■ Action item
Only one stretch of the listing below is wanted. Begin at the line that has "into the stack directory", stop after the line that has "devstack when absent", and repeat every line in between exactly.

Given data Block Start

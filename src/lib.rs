//! Outlier detection and greedy diverse selection for simulation trajectories.
//!
//! Given an ordered sequence of trajectory frames annotated with scalar or
//! per-atom properties (energy, forces, uncertainty estimates), this crate
//! identifies frames whose reduced property score falls outside a configured
//! cutoff band and picks a bounded, minimum-spaced subset of the most severe
//! ones — the post-processing stage of an active-learning loop for
//! machine-learned interatomic potentials.
//!
//! # Quick start
//!
//! ```
//! use frame_sieve::{CutoffBand, Direction, Frame, SieveConfig, sieve};
//! use ndarray::arr0;
//!
//! let frames: Vec<Frame> = [0.0, 0.2, 8.5, 0.1, 9.1]
//!     .iter()
//!     .map(|&e| Frame::new().with_property("energy_uncertainty", arr0(e).into_dyn()))
//!     .collect();
//!
//! let config = SieveConfig::new("energy_uncertainty", CutoffBand::new(-1.0, 1.0))
//!     .with_direction(Direction::Above)
//!     .with_min_distance(1)
//!     .with_max_count(2);
//!
//! let result = sieve(&frames, None, &config).unwrap();
//! // Most severe first: 9.1 (frame 4), then 8.5 (frame 2).
//! assert_eq!(result.selected(), &[4, 2]);
//! assert_eq!(result.kept(), &[0, 1, 3]);
//! ```
//!
//! # Architecture
//!
//! ```text
//! sieve()
//!   ├─ collect_property()   (collect.rs — optional batch evaluator call)
//!   ├─ pad_stack()          (pad.rs — NaN/zero padding of ragged arrays)
//!   ├─ reduce()             (reduce.rs — NaN-aware mean/max/min, flatten)
//!   ├─ check_dimension()    (reduce.rs — one score per frame, or bail)
//!   ├─ classify()           (classify.rs — band check + severity ranking)
//!   └─ greedy_select()      (select.rs — min-spaced, capped acceptance)
//! ```
//!
//! Every stage is pure and synchronous; the only potentially blocking call is
//! the caller-supplied [`Evaluator`]. Frame index order is preserved through
//! every stage except the final selection, which is in severity-rank order by
//! design (the most extreme outliers win a limited selection budget).
//!
//! [`screen_low_values`] is a companion filter for the opposite failure mode:
//! per-atom uncertainties collapsing to zero.

pub mod collect;
pub mod config;
pub mod error;
pub mod filter;
pub mod frame;
pub mod pad;
pub mod reduce;
pub mod result;
pub mod screen;

pub(crate) mod classify;
pub(crate) mod select;

pub use collect::collect_property;
pub use config::{CutoffBand, Direction, FillPolicy, Reduction, SieveConfig};
pub use error::SieveError;
pub use filter::sieve;
pub use frame::{Evaluator, Frame, PropertyMap};
pub use pad::pad_stack;
pub use reduce::{check_dimension, reduce};
pub use result::{Outcome, SelectionResult};
pub use screen::{ScreenResult, screen_low_values};
//! Guest filesystem layout
//!
//! Defines where sources, the devstack checkout and the stack directory
//! live inside the guest.

use crate::config::BootstrapConfig;
use std::path::{Path, PathBuf};

/// Directory names never copied into the stack directory
pub const SYNC_EXCLUDES: &[&str] = &[".tox", ".venv", ".vagrant"];

/// Extra exclusion for sibling checkouts
pub const SIBLING_EXCLUDES: &[&str] = &["contrib/vagrant"];

/// Sample config files installed into devstack when absent
pub const CONFIG_SAMPLES: &[&str] = &["local.conf", "local.sh"];

/// Name of the refresh launcher placed in ~/bin
pub const REFRESH_SCRIPT: &str = "refresh_devstack.sh";

/// Guest paths
#[derive(Debug, Clone)]
pub struct GuestPaths {
    /// Guest user's home (default: /home/vagrant)
    pub home: PathBuf,
    /// Service install location (default: /opt/stack)
    pub stack_dir: PathBuf,
    /// Main project name (default: cue)
    pub project: String,
}

impl GuestPaths {
    /// Create with explicit directories
    pub fn new(home: impl AsRef<Path>, stack_dir: impl AsRef<Path>, project: impl Into<String>) -> Self {
        Self {
            home: home.as_ref().to_path_buf(),
            stack_dir: stack_dir.as_ref().to_path_buf(),
            project: project.into(),
        }
    }

    /// Derive the layout from a configuration
    pub fn from_config(config: &BootstrapConfig) -> Self {
        Self::new(
            config.guest.home_dir(),
            &config.guest.stack_dir,
            config.guest.project.clone(),
        )
    }

    // ==================== Home Directory ====================

    /// ~/devstack - devstack checkout
    pub fn devstack_dir(&self) -> PathBuf {
        self.home.join("devstack")
    }

    /// ~/rally - rally checkout
    pub fn rally_dir(&self) -> PathBuf {
        self.home.join("rally")
    }

    /// ~/bin
    pub fn bin_dir(&self) -> PathBuf {
        self.home.join("bin")
    }

    /// ~/bin/refresh_devstack.sh
    pub fn refresh_script(&self) -> PathBuf {
        self.bin_dir().join(REFRESH_SCRIPT)
    }

    /// ~/.bash_aliases
    pub fn bash_aliases(&self) -> PathBuf {
        self.home.join(".bash_aliases")
    }

    /// ~/.gitconfig
    pub fn gitconfig(&self) -> PathBuf {
        self.home.join(".gitconfig")
    }

    /// ~/.devstack-bootstrap/status.json - last run status
    pub fn status_file(&self) -> PathBuf {
        self.home.join(".devstack-bootstrap").join("status.json")
    }

    /// ~/<name> - a checkout in the home directory
    pub fn source_dir(&self, name: &str) -> PathBuf {
        self.home.join(name)
    }

    // ==================== Project Paths ====================

    /// ~/<project>/devstack/lib - plugin files in the working tree
    pub fn plugin_source_dir(&self) -> PathBuf {
        self.source_dir(&self.project).join("devstack").join("lib")
    }

    /// /opt/stack/<project> - synchronized copy
    pub fn stack_project(&self) -> PathBuf {
        self.stack_dir.join(&self.project)
    }

    /// /opt/stack/<project>/devstack - devstack plugin directory of the copy
    pub fn stack_plugin_dir(&self) -> PathBuf {
        self.stack_project().join("devstack")
    }

    /// ~/devstack/lib
    pub fn devstack_lib(&self) -> PathBuf {
        self.devstack_dir().join("lib")
    }
}

/// Shell aliases registered in ~/.bash_aliases
pub fn alias_lines(paths: &GuestPaths) -> Vec<String> {
    let project = &paths.project;
    vec![
        format!(
            "alias refresh_devstack=\"{}\"",
            paths.refresh_script().display()
        ),
        format!(
            r#"alias delete_ports="neutron port-list | egrep '.+_{project}\[.+\]\.node\[.+\]' | tr -d ' ' | cut -f 2 -d '|' | xargs -n1 neutron port-delete""#
        ),
        format!(
            r#"alias delete_clusters="openstack {project} cluster list | grep rally | tr -d ' ' | cut -f 2 -d '|' | xargs -n1 openstack {project} cluster delete""#
        ),
    ]
}

#[cfg(test)]
mod tests {
    use super::*;

    #[test]
    fn test_default_layout() {
        let paths = GuestPaths::from_config(&BootstrapConfig::default());
        assert_eq!(paths.home, PathBuf::from("/home/vagrant"));
        assert_eq!(paths.devstack_dir(), PathBuf::from("/home/vagrant/devstack"));
        assert_eq!(
            paths.refresh_script(),
            PathBuf::from("/home/vagrant/bin/refresh_devstack.sh")
        );
        assert_eq!(paths.bash_aliases(), PathBuf::from("/home/vagrant/.bash_aliases"));
    }

    #[test]
    fn test_project_paths() {
        let paths = GuestPaths::new("/home/vagrant", "/opt/stack", "cue");
        assert_eq!(
            paths.plugin_source_dir(),
            PathBuf::from("/home/vagrant/cue/devstack/lib")
        );
        assert_eq!(paths.stack_project(), PathBuf::from("/opt/stack/cue"));
        assert_eq!(
            paths.stack_plugin_dir(),
            PathBuf::from("/opt/stack/cue/devstack")
        );
        assert_eq!(paths.devstack_lib(), PathBuf::from("/home/vagrant/devstack/lib"));
    }

    #[test]
    fn test_alias_lines() {
        let paths = GuestPaths::new("/home/vagrant", "/opt/stack", "cue");
        let lines = alias_lines(&paths);
        assert_eq!(
            lines[0],
            "alias refresh_devstack=\"/home/vagrant/bin/refresh_devstack.sh\""
        );
        assert!(lines[1].contains(r"_cue\[.+\]\.node"));
        assert!(lines[2].contains("openstack cue cluster delete"));
    }
}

Given data Block End

■ Solution to this problem
/// Directory names never copied into the stack directory
pub const SYNC_EXCLUDES: &[&str] = &[".tox", ".venv", ".vagrant"];

/// Extra exclusion for sibling checkouts
pub const SIBLING_EXCLUDES: &[&str] = &["contrib/vagrant"];

/// Sample config files installed into devstack when absent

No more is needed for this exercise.